① 查看tomcat目录/conf/logging.properties

catalina——Catalina引擎的日志文件

localhost——Tomcat下内部代码丢出日志

manager——应用管理日志

host-manager——主机管理日志

java——Catalina控制台输出，包括标准出书和错误输出

确认图中框起字段不为OFF为开启审计

且审计级别不低于"FINE"

② 查看tomcat目录/conf/server.xml，Access网页访问日志

有如下字段，取消注释

确认pattern参数信息，记录了哪些值

b）审计记录应包括事件的日期和时间、用户、事件类型、事件是否成功及其他与审计相关的信息

1. 确认系统当前时间

这个的时间是和服务器系统时间相同，我们只需要查看服务器时间是否为北京时间即可（或与NTP时间服务器同步）

2. 查看日志

在tomcat路径下的logs目录下

查看一条日志信息，观察是否满足等保要求

c）应对审计记录进行保护，定期备份，避免受到未预期的删除、修改或覆盖等

1. 查看日志文件权限

查看本地日志文件权限，应不高于640，并且观察所属用户、用户组是否合理

2. 询问管理人员是否定期备份该中间件的日志信息

若是实时传输的，个人认为对记录的保护可以直接观察到传输设备上的相关权限，比如传输到日志服务器，仅审计管理员具有记录查看权限等。
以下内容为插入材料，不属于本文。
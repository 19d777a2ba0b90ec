use crate::config::Opts;
use crate::document::Document;
use crate::error::{Result, TextnoteError};
use crate::parser::parse_document;
use crate::store::NoteStore;

/// Reads and parses a note. Missing and zero-length files both yield `None`.
pub fn read_document<S: NoteStore>(store: &S, opts: &Opts, name: &str) -> Result<Option<Document>> {
    let Some(text) = store.read(name)? else {
        return Ok(None);
    };
    match parse_document(&text, opts) {
        Ok(doc) => Ok(Some(doc)),
        Err(TextnoteError::EmptyInput) => {
            log::warn!("{} is empty, treating it as missing", name);
            Ok(None)
        }
        Err(e) => Err(e),
    }
}

pub fn write_document<S: NoteStore>(
    store: &mut S,
    opts: &Opts,
    name: &str,
    doc: &Document,
) -> Result<()> {
    store.write(name, &doc.render(opts))
}

#[cfg(test)]
mod tests {
    use super::*;
    use crate::store::memory::InMemoryStore;
    use chrono::NaiveDate;

    #[test]
    fn missing_and_empty_notes_read_as_none() {
        let store = InMemoryStore::new().with_note("empty.txt", "");
        let opts = Opts::default();
        assert!(read_document(&store, &opts, "missing.txt").unwrap().is_none());
        assert!(read_document(&store, &opts, "empty.txt").unwrap().is_none());
    }

    #[test]
    fn write_then_read() {
        let mut store = InMemoryStore::new();
        let opts = Opts::default();
        let doc = Document::template(&opts, NaiveDate::from_ymd_opt(2026, 10, 17).unwrap());
        write_document(&mut store, &opts, "n.txt", &doc).unwrap();
        assert_eq!(read_document(&store, &opts, "n.txt").unwrap(), Some(doc));
    }
}
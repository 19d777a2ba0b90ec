use crate::commands::CmdResult;
use crate::config::{Opts, CONFIG_FILENAME};
use crate::error::{Result, TextnoteError};
use crate::store::NoteStore;

/// What `config` shows.
#[derive(Debug, Clone, Copy, Default, PartialEq, Eq)]
pub enum ConfigView {
    /// Location of the config file
    Path,
    /// The config file as written; an error when there is none
    #[default]
    File,
    /// The configuration in effect, defaults included
    Active,
}

pub fn run<S: NoteStore>(store: &S, opts: &Opts, view: ConfigView) -> Result<CmdResult> {
    let result = CmdResult::default();
    match view {
        ConfigView::Path => Ok(result.with_config_path(store.path(CONFIG_FILENAME))),
        ConfigView::File => {
            let text = store.read(CONFIG_FILENAME)?.ok_or_else(|| {
                TextnoteError::ConfigNotFound(store.path(CONFIG_FILENAME).display().to_string())
            })?;
            Ok(result.with_config_file(text))
        }
        ConfigView::Active => {
            opts.validate()?;
            Ok(result.with_config(opts.clone()))
        }
    }
}
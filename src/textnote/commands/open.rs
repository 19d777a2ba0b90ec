use crate::commands::{CmdMessage, CmdResult};
use crate::config::Opts;
use crate::document::Document;
use crate::error::{Result, TextnoteError};
use crate::store::{note_file_name, NoteStore};
use chrono::NaiveDate;

use super::helpers::{read_document, write_document};

/// Carry section contents over from another day's note.
#[derive(Debug, Clone)]
pub struct CopyRequest {
    pub from: NaiveDate,
    /// Sections to copy; empty means every configured section
    pub sections: Vec<String>,
    /// Clear the copied sections in the source note
    pub delete: bool,
}

/// Makes sure the note for `date` exists, optionally copying contents into it first.
pub fn run<S: NoteStore>(
    store: &mut S,
    opts: &Opts,
    date: NaiveDate,
    copy: Option<&CopyRequest>,
) -> Result<CmdResult> {
    let name = note_file_name(opts, date);
    let mut result = CmdResult::default();

    let (mut doc, created) = match read_document(store, opts, &name)? {
        Some(doc) => (doc, false),
        None => (Document::template(opts, date), true),
    };

    let mut changed = created;
    let mut cleared_source = None;
    if let Some(request) = copy {
        let (source_name, source) = copy_sections(store, opts, &mut doc, date, request)?;
        changed = true;
        result.add_message(CmdMessage::success(format!(
            "Copied sections from {} into {}",
            source_name, name
        )));
        if request.delete {
            cleared_source = Some((source_name, source));
        }
    }

    if changed {
        write_document(store, opts, &name, &doc)?;
        result.affected_notes.push(name.clone());
    }
    // The source is only cleared once its entries are safely in the target.
    if let Some((source_name, source)) = cleared_source {
        write_document(store, opts, &source_name, &source)?;
        result.affected_notes.push(source_name);
    }
    if created {
        result.add_message(CmdMessage::success(format!("Created {}", name)));
    }

    Ok(result.with_note_paths(vec![store.path(&name)]))
}

/// Appends the requested sections of the source note to `target` and returns the source,
/// with those sections cleared when `request.delete` is set. Nothing is written here.
fn copy_sections<S: NoteStore>(
    store: &S,
    opts: &Opts,
    target: &mut Document,
    date: NaiveDate,
    request: &CopyRequest,
) -> Result<(String, Document)> {
    if request.from == date {
        return Err(TextnoteError::Api(
            "Cannot copy a note onto itself".to_string(),
        ));
    }

    let source_name = note_file_name(opts, request.from);
    let mut source = read_document(store, opts, &source_name)?
        .ok_or_else(|| TextnoteError::NoteNotFound(source_name.clone()))?;

    let names = if request.sections.is_empty() {
        &opts.section.names
    } else {
        &request.sections
    };

    // Resolve every section up front so a bad name leaves both notes untouched.
    for name in names {
        if source.section(name).is_none() || target.section(name).is_none() {
            return Err(TextnoteError::SectionNotFound(name.clone()));
        }
    }

    for name in names {
        let Some(from) = source.section_mut(name) else {
            continue;
        };
        let entries = from.contents.clone();
        if request.delete {
            from.delete_contents();
        }
        if let Some(to) = target.section_mut(name) {
            to.push_entries(entries);
        }
    }

    log::info!(
        "copied [{}] from {} (delete: {})",
        names.join(", "),
        source_name,
        request.delete
    );
    Ok((source_name, source))
}

#[cfg(test)]
mod tests {
    use super::*;
    use crate::parser::parse_document;
    use crate::section::ContentEntry;
    use crate::store::memory::InMemoryStore;
    use std::io;
    use std::path::PathBuf;

    /// Rejects writes to one file name.
    struct ReadOnlyNote {
        inner: InMemoryStore,
        name: String,
    }

    impl NoteStore for ReadOnlyNote {
        fn read(&self, name: &str) -> Result<Option<String>> {
            self.inner.read(name)
        }

        fn write(&mut self, name: &str, text: &str) -> Result<()> {
            if name == self.name {
                return Err(io::Error::new(io::ErrorKind::PermissionDenied, "read-only").into());
            }
            self.inner.write(name, text)
        }

        fn delete(&mut self, name: &str) -> Result<()> {
            self.inner.delete(name)
        }

        fn list(&self) -> Result<Vec<String>> {
            self.inner.list()
        }

        fn path(&self, name: &str) -> PathBuf {
            self.inner.path(name)
        }
    }

    fn day(d: u32) -> NaiveDate {
        NaiveDate::from_ymd_opt(2026, 10, d).unwrap()
    }

    fn read(store: &InMemoryStore, opts: &Opts, date: NaiveDate) -> Document {
        let text = store.read(&note_file_name(opts, date)).unwrap().unwrap();
        parse_document(&text, opts).unwrap()
    }

    fn seeded_store(opts: &Opts) -> InMemoryStore {
        let mut doc = Document::template(opts, day(16));
        doc.section_mut("TODO")
            .unwrap()
            .push_entries([ContentEntry::new("", "buy milk\n")]);
        doc.section_mut("NOTES")
            .unwrap()
            .push_entries([ContentEntry::new("", "call mom\n")]);
        InMemoryStore::new().with_note(&note_file_name(opts, day(16)), &doc.render(opts))
    }

    #[test]
    fn creates_missing_note_from_template() {
        let opts = Opts::default();
        let mut store = InMemoryStore::new();

        let result = run(&mut store, &opts, day(17), None).unwrap();
        assert_eq!(result.affected_notes, ["2026-10-17.txt"]);
        assert_eq!(result.note_paths.len(), 1);
        assert_eq!(read(&store, &opts, day(17)), Document::template(&opts, day(17)));
    }

    #[test]
    fn existing_note_is_left_alone() {
        let opts = Opts::default();
        let mut store = InMemoryStore::new().with_note("2026-10-17.txt", "hand edited\n");

        let result = run(&mut store, &opts, day(17), None).unwrap();
        assert!(result.affected_notes.is_empty());
        assert!(result.messages.is_empty());
        assert_eq!(
            store.read("2026-10-17.txt").unwrap().as_deref(),
            Some("hand edited\n")
        );
    }

    #[test]
    fn empty_note_is_recreated() {
        let opts = Opts::default();
        let mut store = InMemoryStore::new().with_note("2026-10-17.txt", "");
        run(&mut store, &opts, day(17), None).unwrap();
        assert_eq!(read(&store, &opts, day(17)).names(), ["TODO", "DONE", "NOTES"]);
    }

    #[test]
    fn copies_requested_sections() {
        let opts = Opts::default();
        let mut store = seeded_store(&opts);
        let request = CopyRequest {
            from: day(16),
            sections: vec!["TODO".to_string()],
            delete: false,
        };

        run(&mut store, &opts, day(17), Some(&request)).unwrap();

        let today = read(&store, &opts, day(17));
        assert_eq!(
            today.section("TODO").unwrap().contents,
            vec![ContentEntry::new("", "buy milk\n")]
        );
        assert!(today.section("NOTES").unwrap().is_empty());
        assert!(!read(&store, &opts, day(16)).section("TODO").unwrap().is_empty());
    }

    #[test]
    fn copy_with_delete_clears_source() {
        let opts = Opts::default();
        let mut store = seeded_store(&opts);
        let request = CopyRequest {
            from: day(16),
            sections: Vec::new(),
            delete: true,
        };

        let result = run(&mut store, &opts, day(17), Some(&request)).unwrap();
        assert_eq!(result.affected_notes, ["2026-10-17.txt", "2026-10-16.txt"]);

        let today = read(&store, &opts, day(17));
        assert!(!today.section("TODO").unwrap().is_empty());
        assert!(!today.section("NOTES").unwrap().is_empty());
        assert!(read(&store, &opts, day(16)).is_empty());
    }

    #[test]
    fn copy_appends_after_existing_contents() {
        let opts = Opts::default();
        let mut store = seeded_store(&opts);
        let mut today = Document::template(&opts, day(17));
        today
            .section_mut("TODO")
            .unwrap()
            .push_entries([ContentEntry::new("", "already here\n")]);
        store
            .write(&note_file_name(&opts, day(17)), &today.render(&opts))
            .unwrap();

        let request = CopyRequest {
            from: day(16),
            sections: vec!["TODO".to_string()],
            delete: false,
        };
        run(&mut store, &opts, day(17), Some(&request)).unwrap();

        let todo = read(&store, &opts, day(17)).section("TODO").unwrap().render_contents();
        assert_eq!(todo, "already here\nbuy milk\n");
    }

    #[test]
    fn copy_from_missing_note() {
        let opts = Opts::default();
        let mut store = InMemoryStore::new();
        let request = CopyRequest {
            from: day(1),
            sections: Vec::new(),
            delete: false,
        };
        let err = run(&mut store, &opts, day(17), Some(&request)).unwrap_err();
        assert!(matches!(err, TextnoteError::NoteNotFound(_)));
        assert!(store.list().unwrap().is_empty());
    }

    #[test]
    fn copy_unknown_section_changes_nothing() {
        let opts = Opts::default();
        let mut store = seeded_store(&opts);
        let request = CopyRequest {
            from: day(16),
            sections: vec!["TODO".to_string(), "WORK".to_string()],
            delete: true,
        };
        let err = run(&mut store, &opts, day(17), Some(&request)).unwrap_err();
        assert!(matches!(err, TextnoteError::SectionNotFound(ref s) if s == "WORK"));
        assert!(!read(&store, &opts, day(16)).is_empty());
        assert_eq!(store.list().unwrap(), ["2026-10-16.txt"]);
    }

    #[test]
    fn copy_onto_itself_is_rejected() {
        let opts = Opts::default();
        let mut store = seeded_store(&opts);
        let request = CopyRequest {
            from: day(16),
            sections: Vec::new(),
            delete: true,
        };
        assert!(matches!(
            run(&mut store, &opts, day(16), Some(&request)),
            Err(TextnoteError::Api(_))
        ));
    }

    #[test]
    fn failed_target_write_keeps_source_contents() {
        let opts = Opts::default();
        let mut store = ReadOnlyNote {
            inner: seeded_store(&opts),
            name: note_file_name(&opts, day(17)),
        };
        let request = CopyRequest {
            from: day(16),
            sections: vec!["TODO".to_string()],
            delete: true,
        };

        let err = run(&mut store, &opts, day(17), Some(&request)).unwrap_err();
        assert!(matches!(err, TextnoteError::Io(_)));

        assert!(store.read("2026-10-17.txt").unwrap().is_none());
        assert_eq!(
            read(&store.inner, &opts, day(16)).section("TODO").unwrap().contents,
            vec![ContentEntry::new("", "buy milk\n")]
        );
    }
}
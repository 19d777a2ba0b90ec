use crate::commands::{CmdMessage, CmdResult};
use crate::config::Opts;
use crate::error::Result;
use crate::store::{is_archive_file, note_date, NoteStore};

/// Lists daily notes oldest first, or the archive files when `archives` is set.
pub fn run<S: NoteStore>(store: &S, opts: &Opts, archives: bool) -> Result<CmdResult> {
    let names = store.list()?;

    let listed: Vec<String> = if archives {
        names
            .into_iter()
            .filter(|name| is_archive_file(opts, name))
            .collect()
    } else {
        let mut dated: Vec<_> = names
            .into_iter()
            .filter_map(|name| note_date(opts, &name).map(|date| (date, name)))
            .collect();
        dated.sort();
        dated.into_iter().map(|(_, name)| name).collect()
    };

    let paths = listed.iter().map(|name| store.path(name)).collect();
    let mut result = CmdResult::default().with_note_paths(paths);
    if listed.is_empty() {
        result.add_message(CmdMessage::info(if archives {
            "No archives found."
        } else {
            "No notes found."
        }));
    }
    Ok(result.with_listed_notes(listed))
}
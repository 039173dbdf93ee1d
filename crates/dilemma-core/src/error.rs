//! Error types for input normalization and payoff configuration

use serde::{Deserialize, Serialize};
use thiserror::Error;

/// Which kind of table a session was fed
#[derive(Clone, Copy, Debug, PartialEq, Eq, Hash, Serialize, Deserialize)]
pub enum Mode {
    /// Name plus four cooperation probabilities per row.
    Strategies,
    /// Name plus one precomputed payoff per opponent.
    ResultMatrix,
}

impl core::fmt::Display for Mode {
    fn fmt(&self, f: &mut core::fmt::Formatter<'_>) -> core::fmt::Result {
        match self {
            Mode::Strategies => write!(f, "strategy"),
            Mode::ResultMatrix => write!(f, "result matrix"),
        }
    }
}

/// A single reason a table was rejected. Lines and columns are 1-based.
#[derive(Error, Clone, Debug, PartialEq)]
pub enum Fault {
    #[error("line {line}: expected {expected} columns, found {found}")]
    WrongWidth { line: u64, expected: usize, found: usize },

    #[error("line {line}: {found} result columns for {expected} players")]
    DimensionMismatch { line: u64, expected: usize, found: usize },

    #[error("line {line}: player name is empty")]
    EmptyName { line: u64 },

    #[error("line {line}, column {column}: '{text}' is not a number")]
    NotANumber { line: u64, column: usize, text: String },

    #[error("line {line}, column {column}: probability {value} outside [0, 1]")]
    OutOfRange { line: u64, column: usize, value: f64 },
}

impl Fault {
    /// Row width disagrees with the number of players in a result table
    pub fn is_dimension_mismatch(&self) -> bool {
        matches!(self, Fault::DimensionMismatch { .. })
    }

    pub fn line(&self) -> u64 {
        match self {
            Fault::WrongWidth { line, .. }
            | Fault::DimensionMismatch { line, .. }
            | Fault::EmptyName { line }
            | Fault::NotANumber { line, .. }
            | Fault::OutOfRange { line, .. } => *line,
        }
    }
}

/// A table failed normalization. No partial player list survives.
#[derive(Error, Clone, Debug, PartialEq)]
#[error("{mode} input is faulty: {fault}")]
pub struct NormalizeError {
    pub mode: Mode,
    #[source]
    pub fault: Fault,
}

/// One of the four payoff fields
#[derive(Clone, Copy, Debug, PartialEq, Eq, Serialize, Deserialize)]
pub enum PayoffField {
    Reward,
    Sucker,
    Temptation,
    Punishment,
}

impl core::fmt::Display for PayoffField {
    fn fmt(&self, f: &mut core::fmt::Formatter<'_>) -> core::fmt::Result {
        match self {
            PayoffField::Reward => write!(f, "reward"),
            PayoffField::Sucker => write!(f, "sucker"),
            PayoffField::Temptation => write!(f, "temptation"),
            PayoffField::Punishment => write!(f, "punishment"),
        }
    }
}

#[derive(Error, Clone, Debug, PartialEq)]
#[error("{field} payoff '{text}' is not a number")]
pub struct PayoffError {
    pub field: PayoffField,
    pub text: String,
}

#[derive(Error, Clone, Debug, PartialEq)]
pub enum DilemmaError {
    #[error(transparent)]
    Normalize(#[from] NormalizeError),

    #[error(transparent)]
    Payoff(#[from] PayoffError),
}

impl DilemmaError {
    /// The input block a front end should mark as faulty.
    ///
    /// Payoff fields only take part in strategy sessions, so a bad payoff
    /// marks the strategy block.
    pub fn faulty_block(&self) -> Mode {
        match self {
            DilemmaError::Normalize(e) => e.mode,
            DilemmaError::Payoff(_) => Mode::Strategies,
        }
    }
}

#[cfg(test)]
mod tests {
    use super::*;

    #[test]
    fn test_fault_messages_carry_position() {
        let fault = Fault::OutOfRange { line: 2, column: 3, value: 1.2 };
        assert_eq!(fault.to_string(), "line 2, column 3: probability 1.2 outside [0, 1]");
        assert_eq!(fault.line(), 2);
    }

    #[test]
    fn test_normalize_error_names_mode() {
        let err = NormalizeError {
            mode: Mode::ResultMatrix,
            fault: Fault::DimensionMismatch { line: 1, expected: 3, found: 2 },
        };
        assert!(err.to_string().starts_with("result matrix input is faulty"));
        assert!(err.fault.is_dimension_mismatch());
    }

    #[test]
    fn test_faulty_block() {
        let err: DilemmaError = PayoffError { field: PayoffField::Sucker, text: "x".into() }.into();
        assert_eq!(err.faulty_block(), Mode::Strategies);

        let err: DilemmaError = NormalizeError {
            mode: Mode::ResultMatrix,
            fault: Fault::EmptyName { line: 4 },
        }
        .into();
        assert_eq!(err.faulty_block(), Mode::ResultMatrix);
    }
}
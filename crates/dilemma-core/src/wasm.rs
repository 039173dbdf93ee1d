//! WASM bindings for the browser front end

#![cfg(feature = "wasm")]

use wasm_bindgen::prelude::*;
use crate::{compute, run_playout, SessionReport};
use crate::{DilemmaError, Mode, PayoffParameters, PlayoutConfig, StrategyBase, StrategyVector};

fn to_js<T: serde::Serialize>(value: &T) -> Result<JsValue, JsError> {
    serde_wasm_bindgen::to_value(value)
        .map_err(|e| JsError::new(&format!("Serialization error: {}", e)))
}

/// Compute a strategy session from the textarea and the four payoff fields.
///
/// Returns a `SessionReport`: `{block, faulty, error?, outcome?}`.
/// Never throws for bad input; the report marks the faulty block.
#[wasm_bindgen]
pub fn compute_strategies(
    text: &str,
    reward: &str,
    sucker: &str,
    temptation: &str,
    punishment: &str,
) -> Result<JsValue, JsError> {
    let result = PayoffParameters::parse(reward, sucker, temptation, punishment)
        .map_err(DilemmaError::from)
        .and_then(|payoffs| compute(text, Mode::Strategies, &payoffs));
    to_js(&SessionReport::new(Mode::Strategies, result))
}

/// Compute a session from a hand-written result matrix
#[wasm_bindgen]
pub fn compute_result_matrix(text: &str) -> Result<JsValue, JsError> {
    let result = compute(text, Mode::ResultMatrix, &PayoffParameters::default());
    to_js(&SessionReport::new(Mode::ResultMatrix, result))
}

#[derive(serde::Serialize)]
struct PresetInfo {
    id: &'static str,
    name: &'static str,
    payoffs: PayoffParameters,
}

/// Named payoff presets for the payoff form buttons
#[wasm_bindgen]
pub fn payoff_presets() -> Result<JsValue, JsError> {
    let presets = [
        PresetInfo { id: "standard", name: "Standard", payoffs: PayoffParameters::standard() },
        PresetInfo {
            id: "traditional",
            name: "Traditional",
            payoffs: PayoffParameters::traditional(),
        },
    ];
    to_js(&presets)
}

#[derive(serde::Serialize)]
struct StrategyInfo {
    id: String,
    name: &'static str,
    description: &'static str,
    probabilities: [f64; 4],
}

/// Classic memory-one strategies for the "insert example" menu
#[wasm_bindgen]
pub fn get_strategy_types() -> Result<JsValue, JsError> {
    let types: Vec<StrategyInfo> = StrategyBase::ALL
        .iter()
        .map(|base| StrategyInfo {
            id: format!("{:?}", base),
            name: base.name(),
            description: base.describe(),
            probabilities: base.probabilities(),
        })
        .collect();
    to_js(&types)
}

/// Replay a short match between two strategy vectors
///
/// # Arguments
/// * `x_json` / `y_json` - JSON arrays of four cooperation probabilities
/// * `payoffs_json` - JSON serialized PayoffParameters
/// * `seed` - 32-byte seed
/// * `rounds` - Number of rounds to play and record
///
/// # Returns
/// JSON serialized PlayoutResult
#[wasm_bindgen]
pub fn replay_playout(
    x_json: &str,
    y_json: &str,
    payoffs_json: &str,
    seed: &[u8],
    rounds: u32,
) -> Result<JsValue, JsError> {
    let x: StrategyVector = serde_json::from_str(x_json)
        .map_err(|e| JsError::new(&format!("Invalid strategy X: {}", e)))?;
    let y: StrategyVector = serde_json::from_str(y_json)
        .map_err(|e| JsError::new(&format!("Invalid strategy Y: {}", e)))?;
    let payoffs: PayoffParameters = serde_json::from_str(payoffs_json)
        .map_err(|e| JsError::new(&format!("Invalid payoffs: {}", e)))?;

    let seed_arr: [u8; 32] = seed.try_into()
        .map_err(|_| JsError::new("Seed must be exactly 32 bytes"))?;

    let result = run_playout(&x, &y, &payoffs, &seed_arr, &PlayoutConfig::replay(rounds));
    to_js(&result)
}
总之，这个得询问管理人员如何做的，是否做了定期备份。

3. 查看日志文件的保存周期

根据网络安全法的要求，重要设备的日志留存时间要达到6个月以上

个人认为，这条针对中间件来说最重要的还是网页访问日志，当然最主要的目的还是溯源，万一真的发生安全事件了，要能提供相应的记录性证据，所以对日志留存的时间有了一个要求。

d）应对审计进程进行保护，防止未经授权的中断

审计进程与中间件主进程关联，无法单独中断审计进程，只要配置文件中开启了相应日志即可。

要这么说的话，应该就是查看配置文件的管理权限和服务进程的关闭权限了。